“Justificas
lo injustificable”. Cuántas veces habré sido destinataria de esas palabras. Y
cuántas otras he corrido a matizar que no es justificación, ni dar por menores
ciertos errores y defectos ajenos –y también propios, ¡confieso!-. Es
únicamente la búsqueda de una causa que me ayude a comprender y a encajar
determinados comportamientos ciertamente reprobables. Un origen, un motivo que
lleve a meter la pata hasta el fondo, a ser injustos o incluso a herir. No
justifico, razono. Lo que no es lo mismo. Y soy consciente igualmente de
practicar cierta benevolencia ante las debilidades humanas, por cuanto de esto
último y de imperfección hay en todos nosotros. De que en ocasiones afirmo que
todos somos capaces de lo mejor y de lo peor. De que mirarnos el ombligo es
algo por lo que cualquiera puede ser pillado en falta.
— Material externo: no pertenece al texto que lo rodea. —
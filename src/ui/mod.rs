//! UI module that renders the game using Bevy
//!
//! This module is purely for presentation and input - all game logic is in
//! the `simulation` module. The UI feeds keyboard and clock readings into
//! `RunnerWorld` and draws the state it exposes.

mod components;
mod input;
mod sync;
mod world;

use bevy::prelude::*;

use crate::simulation::GameConfig;

pub use components::{car_sprite_size, to_world, RunnerSettings, RunnerWorldResource};

use input::handle_input;
use sync::{draw_road, sync_car, tick_simulation, update_hud};
use world::{setup_runner, setup_world};

/// Plugin to register all UI systems
#[derive(Default)]
pub struct RoadRunnerUIPlugin {
    /// Seed for the road generator, random if `None`
    pub seed: Option<u64>,
    pub config: GameConfig,
}

impl Plugin for RoadRunnerUIPlugin {
    fn build(&self, app: &mut App) {
        app.insert_resource(ClearColor(Color::BLACK))
            .insert_resource(RunnerSettings {
                seed: self.seed,
                config: self.config.clone(),
            })
            .add_systems(Startup, (setup_runner, setup_world).chain())
            .add_systems(Update, handle_input)
            .add_systems(
                Update,
                (tick_simulation, (draw_road, sync_car, update_hud))
                    .chain()
                    .run_if(resource_exists::<RunnerWorldResource>),
            );
    }
}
Sin embargo, ¡atención! Trazo una línea de acero
infranqueable que separa todo lo anteriormente dicho de aquello que me provoca
una total y absoluta intolerancia. Es mi particular selección de los siete
pecados capitales; esos ante los que mi anteriormente citada benevolencia se
desvanece por completo. No diré que no perdono, pues esa labor se la dejo a las
deidades; pero ante ellos y ante quienes los cometen no transijo en modo
alguno. Y ante la más mínima señal de consciencia y conducta deliberada, mi más
profundo y arraigado desprecio. Y estos son:
1. La falta de
empatía. A la cabeza.
Porque ponerse en el lugar de los demás cuando identificamos su sentir con
alguna experiencia propia es cosa fácil. Ya no lo es tanto cuando no estamos en
la misma onda o no actuaríamos de igual manera. O lo que es peor, al formular
eso de: ¡que aprenda! o ¡ya te lo advertí!
2. El daño
gratuito. Pasa este
por conseguir objetivos -mayores o menores-, aun a costa del bienestar ajeno,
sea este físico, psíquico o emotivo. Reside su gratuidad en la idea de que
podría ser fácilmente evitable, habitualmente con un pequeño gesto de
comprensión, desinterés y nobleza.
3. La incapacidad
de corresponder a los poseedores de un corazón bueno. Y como quien porta la espada de
Damocles, repartir a diestra y siniestra, indistintamente de si es la maldad
personificada o un ser noble -y justamente merecedor de otro trato- a quien
tenemos enfrente. Naturalmente, sobra decir que, siempre justificándose en
daños anteriormente padecidos, rencores sin resolver y resguardarse de que lo
hieran a uno.
4. Comerciar con
las emociones ajenas.
Tomarlas, servirse de ellas, sacarles el máximo rendimiento y desecharlas
cuando ya no interesan. Compraventa, al fin y al cabo.
5. El terrorismo
emocional. Y con ello
me refiero a aprovecharse en modo alguno de los sentimientos, las
vulnerabilidades y las bondades del otro, a fin de revalidar las carencias que
uno mismo es incapaz de subsanar y superar.
6. Pronunciar el
sentimiento de Amor en vano.
Anacrónico es el adjetivo más suave que se me ocurre para ello. Crueldad e
ignorancia emocional es lo que en verdad me sugiere tal actitud. El Amor
–fraternal, amistoso, de pareja…- es palabra mayúscula; ofrecerlo, prometerlo,
confesarlo… cuando no es tal, no es solo un acto de absoluta irresponsabilidad,
sino que debería traer como contrapartida la penitencia de no poder disfrutarlo
en un periodo de tiempo considerable.
7. La falta de
autocrítica para poder detectar y enmendar cualquiera de los pecados
anteriormente citados.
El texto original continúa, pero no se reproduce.